Work to be completed: Take every line in the entries that includes the word "Jardim" and copy it.

====== Material supplied ======

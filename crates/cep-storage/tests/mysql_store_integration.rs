use std::time::Duration;

use cep_core::{CepCode, ResolvedAddress};
use cep_storage::{AddressStore, MySqlAddressStore, UpsertOutcome};
use cep_test_infra::mysql::MySqlServer;
use sqlx::mysql::MySqlPoolOptions;

struct Fixture {
    _mysql: MySqlServer,
    store: MySqlAddressStore,
}

impl Fixture {
    async fn start() -> Self {
        let mysql = MySqlServer::start()
            .await
            .expect("start mysql");
        let url = mysql.database_url().await.expect("mysql url");
        let pool = connect_with_retry(&url).await;

        let store = MySqlAddressStore::new(pool);
        store.ensure_schema().await.expect("create schema");

        Self {
            _mysql: mysql,
            store,
        }
    }
}

async fn connect_with_retry(url: &str) -> sqlx::MySqlPool {
    let mut last_error = None;

    for _ in 0..20 {
        match MySqlPoolOptions::new()
            .max_connections(5)
            .connect(url)
            .await
        {
            Ok(pool) => return pool,
            Err(err) => {
                last_error = Some(err);
                tokio::time::sleep(Duration::from_millis(500)).await;
            }
        }
    }

    panic!("failed to connect mysql: {last_error:?}");
}

fn code(value: &str) -> CepCode {
    CepCode::new_unchecked(value)
}

fn address(city: &str, neighborhood: &str) -> ResolvedAddress {
    ResolvedAddress {
        state: "SP".to_string(),
        city: city.to_string(),
        neighborhood: neighborhood.to_string(),
        street: "Avenida Paulista".to_string(),
    }
}

#[tokio::test]
async fn upsert_then_get_returns_stored_row() {
    let fixture = Fixture::start().await;
    let cep = code("01310100");

    let outcome = fixture
        .store
        .upsert(&cep, &address("São Paulo", "Bela Vista"))
        .await
        .unwrap();
    assert_eq!(outcome, UpsertOutcome::Created);

    let got = fixture.store.get(&cep).await.unwrap().unwrap();
    assert_eq!(got.code, "01310100");
    assert_eq!(got.state, "SP");
    assert_eq!(got.city, "São Paulo");
    assert_eq!(got.neighborhood, "Bela Vista");
    assert_eq!(got.street, "Avenida Paulista");
    assert!(got.updated_at.is_some());
}

#[tokio::test]
async fn get_missing_code_returns_none() {
    let fixture = Fixture::start().await;

    assert!(fixture.store.get(&code("99999999")).await.unwrap().is_none());
}

#[tokio::test]
async fn second_upsert_overwrites_and_reports_update() {
    let fixture = Fixture::start().await;
    let cep = code("01310100");

    fixture
        .store
        .upsert(&cep, &address("São Paulo", "Bela Vista"))
        .await
        .unwrap();
    let first = fixture.store.get(&cep).await.unwrap().unwrap();

    tokio::time::sleep(Duration::from_millis(5)).await;

    let outcome = fixture
        .store
        .upsert(&cep, &address("São Paulo", "Jardim Paulista"))
        .await
        .unwrap();
    assert_eq!(outcome, UpsertOutcome::Updated);

    let second = fixture.store.get(&cep).await.unwrap().unwrap();
    assert_eq!(second.neighborhood, "Jardim Paulista");
    assert!(second.updated_at > first.updated_at);
}

#[tokio::test]
async fn empty_optional_fields_round_trip() {
    let fixture = Fixture::start().await;
    let cep = code("69900001");

    fixture
        .store
        .upsert(
            &cep,
            &ResolvedAddress {
                state: "AC".to_string(),
                city: "Rio Branco".to_string(),
                neighborhood: String::new(),
                street: String::new(),
            },
        )
        .await
        .unwrap();

    let got = fixture.store.get(&cep).await.unwrap().unwrap();
    assert_eq!(got.neighborhood, "");
    assert_eq!(got.street, "");
}

#[tokio::test]
async fn delete_removes_row_once() {
    let fixture = Fixture::start().await;
    let cep = code("01310100");

    fixture
        .store
        .upsert(&cep, &address("São Paulo", "Bela Vista"))
        .await
        .unwrap();

    assert!(fixture.store.delete(&cep).await.unwrap());
    assert!(!fixture.store.delete(&cep).await.unwrap());
    assert!(fixture.store.get(&cep).await.unwrap().is_none());
}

======

Exercise solution:
        .upsert(&cep, &address("São Paulo", "Jardim Paulista"))
    assert_eq!(second.neighborhood, "Jardim Paulista");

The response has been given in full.